Tim Norris explains the need to have different coverage for different home statuses.
There are different coverages needed for vacant homes, occupied homes, and also homes being rehabbed.
Mike: Welcome back to the FlipNerd.com REI classroom, where experts from across the real estate investing industry teach you quick lessons to take your business to the next level. And now, let’s meet today’s expert host.
Tim: Hi. My name is Tim Norris. I’m with the National Real Estate Insurance Group and I’m today’s host on the REI Classroom. This morning, we’re going to talk just a little bit about different phases of occupancy and how your insurance may or may not apply to them.
Mike: This show was sponsored by PassiveRental.com.

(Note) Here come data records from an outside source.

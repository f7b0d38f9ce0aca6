//! View state owned by the UI thread.

pub mod app_model;
pub mod search_model;
pub mod weather_model;

pub use app_model::{AppModel, UiAction};
pub use search_model::SearchModel;
pub use weather_model::{ForecastCard, WeatherModel};
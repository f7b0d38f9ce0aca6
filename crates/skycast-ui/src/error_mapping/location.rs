use crate::services::location_service::LocationError as UiLocationError;
use skycast_core::{AppError, LocationError};

impl From<UiLocationError> for AppError {
    fn from(e: UiLocationError) -> Self {
        match e {
            UiLocationError::NotFound => AppError::Location(LocationError::NotFound),
            UiLocationError::Service(s) => AppError::Location(LocationError::ServiceFailed(s)),
            UiLocationError::NotInitialized => AppError::Location(LocationError::ServiceFailed(
                "location service not initialized".into(),
            )),
        }
    }
}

Tim: In most cases, as a real estate investor, you’re dealing with either an occupied rental, a property that you’re putting under rehab. A rehab is like beauty: it’s in the eye of the beholder. It could be cosmetic. It could be a little bit more major but none the less, at least in the insurance world, a rehab is something or a property that you’re doing some work on to get back to either rent readiness or to put up for sale. And then, of course, there’s something that we would know is a true vacant property. It’s either already been rehabbed and it’s up for sale. Or with most [inaudible 00:01:04], it’s been past the rehab stage without an occupant, for let’s say, more than 60 days is a good rule of thumb.

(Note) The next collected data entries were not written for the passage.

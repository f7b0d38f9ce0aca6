//! Approximate location of the caller via IP geolocation.
//! Defaults to ipinfo.io, which needs no API key for city-level lookups.

use reqwest::Client;
use serde::Deserialize;
use std::time::Duration;
use tracing::instrument;

use crate::types::LocationError;

pub const IPINFO_URL: &str = "https://ipinfo.io/json";
const USER_AGENT: &str = concat!("SkyCast/", env!("CARGO_PKG_VERSION"));

#[derive(Debug, Deserialize)]
struct GeoIpResponse {
    city: Option<String>,
}

#[derive(Debug, Clone)]
pub struct LocationResolver {
    client: Client,
    url: String,
}

impl LocationResolver {
    pub fn new(url: impl Into<String>, timeout: Duration) -> Result<Self, LocationError> {
        let client = Client::builder()
            .timeout(timeout)
            .user_agent(USER_AGENT)
            .build()
            .map_err(|e| LocationError::ServiceUnavailable(e.to_string()))?;

        Ok(Self {
            client,
            url: url.into(),
        })
    }

    /// Resolve the caller's city name.
    #[instrument(skip(self), level = "info")]
    pub async fn resolve_city(&self) -> Result<String, LocationError> {
        let response = self.client.get(&self.url).send().await.map_err(|e| {
            tracing::debug!("Geolocation request failed: {}", e);
            LocationError::ServiceUnavailable(e.to_string())
        })?;

        if !response.status().is_success() {
            tracing::debug!("Geolocation returned status {}", response.status());
            return Err(LocationError::ServiceUnavailable(format!(
                "status {}",
                response.status()
            )));
        }

        let body: GeoIpResponse = response.json().await.map_err(|e| {
            tracing::debug!("Geolocation parse error: {}", e);
            LocationError::ServiceUnavailable(e.to_string())
        })?;

        let city = body
            .city
            .map(|c| c.trim().to_string())
            .filter(|c| !c.is_empty())
            .ok_or(LocationError::NotFound)?;

        tracing::info!("Geolocated to: {}", city);
        Ok(city)
    }
}
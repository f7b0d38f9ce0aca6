//! Terminal presentation layer for SkyCast.
//!
//! The UI thread owns every piece of on-screen state. Network work runs on
//! the shared tokio runtime in [`app_services`]; results come back over an
//! mpsc channel drained once per frame by [`runner`].

pub mod app_services;
pub mod error_mapping;
pub mod format;
pub mod icons;
pub mod models;
pub mod runner;
pub mod services;
pub mod theme;
pub mod view;

pub use app_services::{AppServices, RequestTicket};
pub use runner::{run, RunOptions};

It could vary from company to company. You should always check your own coverages but, nonetheless, 60 days is a rule of thumb we typically use. Just understand, an occupied rental, the rates that you pay typically are a lot less than on a vacant or a rehab project. Why is that? Well, of course, typically, when a property’s occupied the risk to the insurance company is less. Therefore, they’re going to charge you a lower rate. So be sure that when you’re doing a rehab or a vacant that the insurance care provider is giving you the proper coverage when you go for a proposal or a quote.

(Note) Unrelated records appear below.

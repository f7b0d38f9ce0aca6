use chrono::{DateTime, NaiveDate, Utc};
use serde::{Deserialize, Serialize};

/// Weather condition categories mapped from OpenWeatherMap icon codes
#[derive(Debug, Clone, Copy, PartialEq, Eq, Serialize, Deserialize, Default)]
#[serde(rename_all = "snake_case")]
pub enum WeatherCondition {
    Clear,
    Clouds,
    Rain,
    Snow,
    Mist,
    Thunderstorm,
    #[default]
    Unknown,
}

impl WeatherCondition {
    /// Classify an icon code such as `10d` or `01n`.
    /// See: https://openweathermap.org/weather-conditions
    pub fn from_icon_code(code: &str) -> Self {
        match code.get(..2) {
            Some("01") => Self::Clear,
            Some("02" | "03" | "04") => Self::Clouds,
            Some("09" | "10") => Self::Rain,
            Some("11") => Self::Thunderstorm,
            Some("13") => Self::Snow,
            Some("50") => Self::Mist,
            _ => Self::Unknown,
        }
    }
}

/// Whether an icon code describes daytime conditions (`d` suffix).
pub fn is_day_icon(code: &str) -> bool {
    code.contains('d')
}

/// Normalize a night icon code (`10n`) to its day variant (`10d`).
pub fn day_variant(code: &str) -> String {
    code.replace('n', "d")
}

/// Bundled pictogram for an icon code. Each kind maps to `<file_stem>.png`.
#[derive(Debug, Clone, Copy, PartialEq, Eq, Hash)]
pub enum IconKind {
    DayClear,
    NightClear,
    PartlyCloudyDay,
    PartlyCloudyNight,
    Cloudy,
    Rain,
    Snow,
    Mist,
    Thunderstorm,
    Unknown,
}

impl IconKind {
    pub const ALL: [IconKind; 10] = [
        IconKind::DayClear,
        IconKind::NightClear,
        IconKind::PartlyCloudyDay,
        IconKind::PartlyCloudyNight,
        IconKind::Cloudy,
        IconKind::Rain,
        IconKind::Snow,
        IconKind::Mist,
        IconKind::Thunderstorm,
        IconKind::Unknown,
    ];

    /// Pick the pictogram for an API icon code; the first matching rule wins.
    pub fn from_icon_code(code: &str) -> Self {
        if code.contains("11") {
            Self::Thunderstorm
        } else if code.contains("01d") {
            Self::DayClear
        } else if code.contains("01n") {
            Self::NightClear
        } else if code.contains("02d") {
            Self::PartlyCloudyDay
        } else if code.contains("02n") {
            Self::PartlyCloudyNight
        } else if code.contains("03") || code.contains("04") {
            Self::Cloudy
        } else if code.contains("09") || code.contains("10") {
            Self::Rain
        } else if code.contains("13") {
            Self::Snow
        } else if code.contains("50") {
            Self::Mist
        } else {
            Self::Unknown
        }
    }

    /// File name (without extension) of the bundled PNG
    pub fn file_stem(&self) -> &'static str {
        match self {
            Self::DayClear => "day_clear",
            Self::NightClear => "night_clear",
            Self::PartlyCloudyDay => "partly_cloudy_day",
            Self::PartlyCloudyNight => "partly_cloudy_night",
            Self::Cloudy => "cloudy",
            Self::Rain => "rain",
            Self::Snow => "snow",
            Self::Mist => "mist",
            Self::Thunderstorm => "thunderstorm",
            Self::Unknown => "unknown",
        }
    }

    /// Text fallback drawn when the PNG is missing
    pub fn glyph(&self) -> &'static str {
        match self {
            Self::DayClear => "☀",
            Self::NightClear => "☾",
            Self::PartlyCloudyDay | Self::PartlyCloudyNight => "⛅",
            Self::Cloudy => "☁",
            Self::Rain => "☂",
            Self::Snow => "❄",
            Self::Mist => "≡",
            Self::Thunderstorm => "⚡",
            Self::Unknown => "?",
        }
    }
}

/// One 3-hourly forecast entry, as received from the API
#[derive(Debug, Clone, PartialEq, Serialize, Deserialize)]
pub struct ForecastEntry {
    /// Seconds since the epoch, UTC
    pub timestamp: i64,
    pub temp_min: f64,
    pub temp_max: f64,
    pub temp: f64,
    pub icon: String,
}

/// Current weather conditions for the queried city
#[derive(Debug, Clone, PartialEq, Serialize, Deserialize)]
pub struct CurrentConditions {
    pub city: String,
    /// ISO 3166 alpha-2 code, empty when the API omits it
    pub country: String,
    pub temperature: f64,
    pub feels_like: f64,
    pub humidity: u8,
    /// Meters per second (metric units)
    pub wind_speed: f64,
    pub description: String,
    pub icon: String,
    /// City's current offset from UTC, in seconds
    pub utc_offset_secs: i32,
}

impl CurrentConditions {
    pub fn condition(&self) -> WeatherCondition {
        WeatherCondition::from_icon_code(&self.icon)
    }

    pub fn is_day(&self) -> bool {
        is_day_icon(&self.icon)
    }
}

/// Complete result of one city query
#[derive(Debug, Clone, Serialize, Deserialize)]
pub struct WeatherReport {
    pub current: CurrentConditions,
    pub forecast: Vec<ForecastEntry>,
    pub fetched_at: DateTime<Utc>,
}

/// One forecast day (city local calendar date)
#[derive(Debug, Clone, PartialEq, Serialize, Deserialize)]
pub struct DaySummary {
    pub date: NaiveDate,
    pub min: f64,
    pub max: f64,
    /// Most frequent icon code of the day, day variant
    pub icon: String,
}

impl DaySummary {
    pub fn icon_kind(&self) -> IconKind {
        IconKind::from_icon_code(&self.icon)
    }
}

// Wire format of api.openweathermap.org/data/2.5

#[derive(Debug, Deserialize)]
pub(crate) struct ApiCurrentResponse {
    #[serde(default)]
    pub name: String,
    #[serde(default)]
    pub sys: ApiSys,
    pub main: ApiMain,
    #[serde(default)]
    pub weather: Vec<ApiCondition>,
    #[serde(default)]
    pub wind: ApiWind,
    #[serde(default)]
    pub timezone: i32,
}

#[derive(Debug, Default, Deserialize)]
pub(crate) struct ApiSys {
    #[serde(default)]
    pub country: Option<String>,
}

#[derive(Debug, Deserialize)]
pub(crate) struct ApiMain {
    pub temp: f64,
    #[serde(default)]
    pub feels_like: Option<f64>,
    #[serde(default)]
    pub temp_min: Option<f64>,
    #[serde(default)]
    pub temp_max: Option<f64>,
    #[serde(default)]
    pub humidity: u8,
}

#[derive(Debug, Deserialize)]
pub(crate) struct ApiCondition {
    #[serde(default)]
    pub description: String,
    #[serde(default)]
    pub icon: String,
}

#[derive(Debug, Default, Deserialize)]
pub(crate) struct ApiWind {
    #[serde(default)]
    pub speed: f64,
}

#[derive(Debug, Deserialize)]
pub(crate) struct ApiForecastResponse {
    #[serde(default)]
    pub list: Vec<ApiForecastItem>,
}

#[derive(Debug, Deserialize)]
pub(crate) struct ApiForecastItem {
    pub dt: i64,
    pub main: ApiMain,
    #[serde(default)]
    pub weather: Vec<ApiCondition>,
}

/// Icon shown when the API sends no condition block.
const FALLBACK_ICON: &str = "01d";

impl From<ApiCurrentResponse> for CurrentConditions {
    fn from(api: ApiCurrentResponse) -> Self {
        let (description, icon) = api
            .weather
            .into_iter()
            .next()
            .map(|w| (w.description, w.icon))
            .unwrap_or_else(|| (String::new(), FALLBACK_ICON.to_string()));

        Self {
            city: api.name,
            country: api.sys.country.unwrap_or_default(),
            temperature: api.main.temp,
            feels_like: api.main.feels_like.unwrap_or(api.main.temp),
            humidity: api.main.humidity,
            wind_speed: api.wind.speed,
            description,
            icon,
            utc_offset_secs: api.timezone,
        }
    }
}

impl From<ApiForecastItem> for ForecastEntry {
    fn from(api: ApiForecastItem) -> Self {
        let icon = api
            .weather
            .into_iter()
            .next()
            .map(|w| w.icon)
            .unwrap_or_default();

        Self {
            timestamp: api.dt,
            temp_min: api.main.temp_min.unwrap_or(api.main.temp),
            temp_max: api.main.temp_max.unwrap_or(api.main.temp),
            temp: api.main.temp,
            icon,
        }
    }
}

/// Location service errors
#[derive(Debug, thiserror::Error)]
pub enum LocationError {
    #[error("Geolocation response did not contain a city")]
    NotFound,
    #[error("Location service unavailable: {0}")]
    ServiceUnavailable(String),
}

/// Weather provider errors
#[derive(Debug, thiserror::Error)]
pub enum WeatherError {
    #[error("City '{city}' not found (weather: {weather_status}, forecast: {forecast_status})")]
    NotFound {
        city: String,
        weather_status: u16,
        forecast_status: u16,
    },
    #[error("Network error: {0}")]
    Network(#[from] reqwest::Error),
    #[error("Invalid response: {0}")]
    InvalidResponse(String),
}

/// City dataset errors
#[derive(Debug, thiserror::Error)]
pub enum CityDataError {
    #[error("Failed to read city dataset: {0}")]
    Csv(#[from] csv::Error),
    #[error("City dataset has no '{0}' column")]
    MissingColumn(&'static str),
}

In other words, if you pay for coverage in an occupied rental and at the time of the loss, the property is either under rehab or it’s truly vacant, not only are certain coverages diminished or actually taken away but depending on the carrier and depending on the state, again, it varies state to state, they could totally deny a claim if the property is vacant when you reported it as occupied. So when push comes to shove, make sure that you’re appropriately reporting the occupancy status of any project that you’re working on just to ensure that when you need the coverage, it’s there for you correctly. Hope this helps and have a great day.